[Extracted data entries]
__________
//! schemasync engine - orchestration layer
//!
//! Coordinates snapshot providers, the difference computation from
//! schemasync-core, and a target writer:
//! - `compare`: load both sides concurrently and diff them
//! - `apply_differences`: the reconciliation driver
//! - `sync`: compare, select, and apply under one run id

pub mod commands;

pub use commands::compare::{compare, Comparison};
pub use commands::reconcile::apply_differences;
pub use commands::report::SyncReport;
pub use commands::select::Selection;
pub use commands::sync::{sync, SyncOutcome};
pub use tokio_util::sync::CancellationToken;
//! Non-interactive selection of differences
//!
//! A [`Selection`] narrows the compared differences to the subset an
//! operator wants applied. Empty criteria select everything.

use schemasync_core::diff::{DifferenceKind, SchemaDifference};
use schemasync_core::model::ObjectKind;
use schemasync_core::specification::{from_fn, BoxedSpecification, Specification, SpecificationExt};

#[derive(Debug, Clone, Default, PartialEq, Eq)]
pub struct Selection {
    /// Exact object names; empty means any name
    pub names: Vec<String>,
    /// Object kinds; empty means any kind
    pub object_kinds: Vec<ObjectKind>,
    /// Difference kinds; empty means any
    pub difference_kinds: Vec<DifferenceKind>,
}

impl Selection {
    pub fn all() -> Self {
        Self::default()
    }

    pub fn with_names<I, S>(mut self, names: I) -> Self
    where
        I: IntoIterator<Item = S>,
        S: Into<String>,
    {
        self.names = names.into_iter().map(Into::into).collect();
        self
    }

    pub fn with_object_kinds(mut self, kinds: Vec<ObjectKind>) -> Self {
        self.object_kinds = kinds;
        self
    }

    pub fn with_difference_kinds(mut self, kinds: Vec<DifferenceKind>) -> Self {
        self.difference_kinds = kinds;
        self
    }

    fn to_spec(&self) -> BoxedSpecification<SchemaDifference> {
        let mut spec = from_fn(|_: &SchemaDifference| true).boxed();
        if !self.names.is_empty() {
            let names = self.names.clone();
            spec = spec
                .and(from_fn(move |d: &SchemaDifference| {
                    names.iter().any(|n| n == d.name())
                }))
                .boxed();
        }
        if !self.object_kinds.is_empty() {
            let kinds = self.object_kinds.clone();
            spec = spec
                .and(from_fn(move |d: &SchemaDifference| {
                    kinds.contains(&d.object_kind())
                }))
                .boxed();
        }
        if !self.difference_kinds.is_empty() {
            let kinds = self.difference_kinds.clone();
            spec = spec
                .and(from_fn(move |d: &SchemaDifference| kinds.contains(&d.kind())))
                .boxed();
        }
        spec
    }

    /// Matching differences, in their original order
    pub fn apply(&self, differences: &[SchemaDifference]) -> Vec<SchemaDifference> {
        let spec = self.to_spec();
        differences
            .iter()
            .filter(|d| spec.is_satisfied_by(d))
            .cloned()
            .collect()
    }
}
//! Outcome of a successful reconciliation run

use chrono::{DateTime, Utc};
use schemasync_core::diff::{DifferenceKind, SchemaDifference};
use serde::Serialize;

#[derive(Debug, Clone, PartialEq, Serialize)]
pub struct SyncReport {
    /// Differences supplied to the run
    pub total: usize,
    pub created: usize,
    pub altered: usize,
    pub deleted: usize,
    /// Target-only objects left in place because deletes were not allowed
    pub skipped_deletes: Vec<SchemaDifference>,
    pub started_at: DateTime<Utc>,
    pub finished_at: DateTime<Utc>,
}

impl SyncReport {
    pub(crate) fn begin(total: usize) -> Self {
        let now = Utc::now();
        Self {
            total,
            created: 0,
            altered: 0,
            deleted: 0,
            skipped_deletes: Vec::new(),
            started_at: now,
            finished_at: now,
        }
    }

    pub(crate) fn record(&mut self, kind: DifferenceKind) {
        match kind {
            DifferenceKind::OnlyInSource => self.created += 1,
            DifferenceKind::Modified => self.altered += 1,
            DifferenceKind::OnlyInTarget => self.deleted += 1,
        }
    }

    pub(crate) fn finish(mut self) -> Self {
        self.finished_at = Utc::now();
        self
    }

    /// Writer calls that succeeded
    pub fn applied(&self) -> usize {
        self.created + self.altered + self.deleted
    }
}

impl std::fmt::Display for SyncReport {
    fn fmt(&self, f: &mut std::fmt::Formatter<'_>) -> std::fmt::Result {
        write!(
            f,
            "{} created, {} altered, {} deleted",
            self.created, self.altered, self.deleted
        )?;
        if !self.skipped_deletes.is_empty() {
            write!(
                f,
                ", {} delete(s) skipped (deletes not allowed)",
                self.skipped_deletes.len()
            )?;
        }
        Ok(())
    }
}
//! `schemasync export LOCATION [--output FILE]`

use std::path::PathBuf;

use clap::Args;
use schemasync_store::errors::io_error;
use schemasync_store::snapshot_file::render_snapshot;
use schemasync_store::FileFormat;

use crate::endpoint::Endpoint;

#[derive(Debug, Args)]
pub struct ExportArgs {
    /// Schema directory or snapshot file to read
    pub location: PathBuf,

    /// Output file (.yaml/.yml/.json); default: YAML on stdout
    #[arg(short, long)]
    pub output: Option<PathBuf>,

    /// Database name recorded in the document
    #[arg(long)]
    pub database: Option<String>,
}

pub async fn execute(args: ExportArgs) -> anyhow::Result<()> {
    let format = match &args.output {
        Some(path) => FileFormat::from_path(path)?,
        None => FileFormat::Yaml,
    };

    let endpoint = Endpoint::open(&args.location).await?;
    let snapshot = endpoint.provider().load_snapshot().await?;
    let document = render_snapshot(&snapshot, args.database, format)?;

    match args.output {
        Some(path) => {
            tokio::fs::write(&path, document)
                .await
                .map_err(|e| io_error("export", &path, e))?;
            println!("Exported {} objects to {}", snapshot.len(), path.display());
        }
        None => print!("{}", document),
    }
    Ok(())
}
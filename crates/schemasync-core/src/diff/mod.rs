//! Schema difference computation.
//!
//! Compares two schema snapshots and produces an ordered, flattened list of
//! typed differences suitable for operator review and reconciliation.
//!
//! ## Entry point
//!
//! ```
//! use schemasync_core::diff::compare_snapshots;
//! use schemasync_core::model::SchemaSnapshot;
//!
//! let differences = compare_snapshots(&SchemaSnapshot::new(), &SchemaSnapshot::new());
//! assert!(differences.is_empty());
//! ```
//!
//! ## Guarantees
//!
//! - **Purity**: no I/O, no shared state, never fails.
//! - **Determinism**: identical inputs produce identical output order.
//! - **Source wins**: a modified object always carries the source definition.

pub mod engine;
pub mod human_summary;
pub mod mapper;
pub mod model;

pub use engine::{diff_maps, MapDiff};
pub use human_summary::render_human_summary;
pub use mapper::{compare_snapshots, map_differences};
pub use model::{DifferenceKind, SchemaDifference};
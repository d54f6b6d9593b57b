pub mod compare;
pub mod reconcile;
pub mod report;
pub mod select;
pub mod sync;
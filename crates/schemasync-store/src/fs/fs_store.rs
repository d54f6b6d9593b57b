//! Directory-backed schema store
//!
//! Layout: `<root>/tables/<name>.json` and `<root>/functions/<name>.json`,
//! each file holding one serialized definition. The store is both a
//! snapshot provider and a schema writer.

use std::path::{Path, PathBuf};

use async_trait::async_trait;
use schemasync_core::contracts::{SchemaWriter, SnapshotProvider};
use schemasync_core::errors::{ExError, ExErrorKind};
use schemasync_core::model::{
    Definition, FunctionDefinition, ObjectKind, SchemaObject, SchemaSnapshot, TableDefinition,
};
use schemasync_core::policy::WriteOptions;

use crate::errors::{database_not_found, io_error, object_not_found, Result};
use crate::fs::atomic::atomic_write;
use crate::fs::naming::{kind_dir, object_path, validate_object_name, DEFINITION_EXTENSION};
use crate::validation::validate_for_write;

/// Schema store rooted at a directory
#[derive(Debug, Clone)]
pub struct FsSchemaStore {
    root: PathBuf,
}

impl FsSchemaStore {
    /// Open an existing store
    ///
    /// # Errors
    ///
    /// `DatabaseNotFound` if `root` does not exist or is not a directory.
    pub async fn open(root: impl Into<PathBuf>) -> Result<Self> {
        let root = root.into();
        match tokio::fs::metadata(&root).await {
            Ok(meta) if meta.is_dir() => Ok(Self { root }),
            Ok(_) => Err(database_not_found(&root)),
            Err(e) if e.kind() == std::io::ErrorKind::NotFound => Err(database_not_found(&root)),
            Err(e) => Err(io_error("open_store", &root, e)),
        }
    }

    /// Create the store directories if needed, then open it
    ///
    /// # Errors
    ///
    /// IO failures creating the directories.
    pub async fn create(root: impl Into<PathBuf>) -> Result<Self> {
        let root = root.into();
        for kind in ObjectKind::ALL {
            let dir = kind_dir(&root, kind);
            tokio::fs::create_dir_all(&dir)
                .await
                .map_err(|e| io_error("create_store", &dir, e))?;
        }
        Ok(Self { root })
    }

    pub fn root(&self) -> &Path {
        &self.root
    }

    async fn load_kind(&self, kind: ObjectKind, snapshot: &mut SchemaSnapshot) -> Result<()> {
        let dir = kind_dir(&self.root, kind);
        let mut entries = match tokio::fs::read_dir(&dir).await {
            Ok(entries) => entries,
            // a store without any object of this kind
            Err(e) if e.kind() == std::io::ErrorKind::NotFound => return Ok(()),
            Err(e) => return Err(io_error("load_store", &dir, e)),
        };

        while let Some(entry) = entries
            .next_entry()
            .await
            .map_err(|e| io_error("load_store", &dir, e))?
        {
            let path = entry.path();
            let Some(name) = definition_name(kind, &path)? else {
                continue;
            };
            let content = tokio::fs::read(&path)
                .await
                .map_err(|e| io_error("load_store", &path, e))?;
            let definition = decode_definition(kind, &content).map_err(|e| {
                let message = format!("{}: {}", path.display(), e.message());
                e.with_op("load_store")
                    .with_object_kind(kind)
                    .with_object_name(name.clone())
                    .with_message(message)
            })?;
            snapshot.insert(SchemaObject::new(name, definition)?)?;
        }
        Ok(())
    }
}

/// Object name for a definition file
///
/// Hidden and temp files are `None`; other files without the `.json`
/// extension are skipped with a warning.
///
/// # Errors
///
/// `InvalidInput` for a definition file whose name is not valid UTF-8 or
/// could not be written back by this store, so every loaded object can also
/// be altered and deleted.
fn definition_name(kind: ObjectKind, path: &Path) -> Result<Option<String>> {
    let Some(file_name) = path.file_name() else {
        return Ok(None);
    };
    if file_name.to_string_lossy().starts_with('.') {
        return Ok(None);
    }
    if path.extension().and_then(|e| e.to_str()) != Some(DEFINITION_EXTENSION) {
        tracing::warn!(
            path = %path.display(),
            object_kind = %kind,
            "skipping file without .{} extension",
            DEFINITION_EXTENSION
        );
        return Ok(None);
    }

    let Some(stem) = path.file_stem().and_then(|s| s.to_str()) else {
        return Err(ExError::new(ExErrorKind::InvalidInput)
            .with_op("load_store")
            .with_object_kind(kind)
            .with_message(format!("{}: file name is not valid UTF-8", path.display())));
    };
    validate_object_name(kind, stem).map_err(|e| {
        let message = format!("{}: {}", path.display(), e.message());
        e.with_op("load_store").with_message(message)
    })?;
    Ok(Some(stem.to_string()))
}

fn decode_definition(kind: ObjectKind, content: &[u8]) -> Result<Definition> {
    let definition = match kind {
        ObjectKind::Table => Definition::Table(serde_json::from_slice::<TableDefinition>(content)?),
        ObjectKind::Function => {
            Definition::Function(serde_json::from_slice::<FunctionDefinition>(content)?)
        }
    };
    Ok(definition)
}

fn encode_definition(definition: &Definition, pretty: bool) -> Result<Vec<u8>> {
    let bytes = match (definition, pretty) {
        (Definition::Table(def), true) => serde_json::to_vec_pretty(def)?,
        (Definition::Table(def), false) => serde_json::to_vec(def)?,
        (Definition::Function(def), true) => serde_json::to_vec_pretty(def)?,
        (Definition::Function(def), false) => serde_json::to_vec(def)?,
    };
    Ok(bytes)
}

#[async_trait]
impl SnapshotProvider for FsSchemaStore {
    async fn load_snapshot(&self) -> Result<SchemaSnapshot> {
        let mut snapshot = SchemaSnapshot::new();
        for kind in ObjectKind::ALL {
            self.load_kind(kind, &mut snapshot).await?;
        }
        tracing::debug!(
            root = %self.root.display(),
            objects = snapshot.len() as u64,
            "loaded directory store"
        );
        Ok(snapshot)
    }

    fn describe(&self) -> String {
        format!("dir:{}", self.root.display())
    }
}

#[async_trait]
impl SchemaWriter for FsSchemaStore {
    async fn create_or_alter(&self, object: &SchemaObject, options: &WriteOptions) -> Result<()> {
        let path = object_path(&self.root, object.kind(), object.name())?;
        validate_for_write(object, options)?;

        // Unchanged definitions are not rewritten
        if let Ok(existing) = tokio::fs::read(&path).await {
            if decode_definition(object.kind(), &existing).ok().as_ref() == Some(object.definition())
            {
                return Ok(());
            }
        }

        let bytes = encode_definition(object.definition(), options.pretty)
            .map_err(|e| e.with_op("create_or_alter").with_object_name(object.name()))?;
        atomic_write(&path, &bytes).await
    }

    async fn delete(&self, kind: ObjectKind, name: &str) -> Result<()> {
        let path = object_path(&self.root, kind, name)?;
        match tokio::fs::remove_file(&path).await {
            Ok(()) => Ok(()),
            Err(e) if e.kind() == std::io::ErrorKind::NotFound => {
                Err(object_not_found("delete", kind, name))
            }
            Err(e) => Err(io_error("delete", &path, e)
                .with_object_kind(kind)
                .with_object_name(name)),
        }
    }
}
__________
> _EXERCISE GOAL_: The reply should be nothing but the number of lines in the entries that include "total".

> _RESPONSE TO THIS EXERCISE_: 3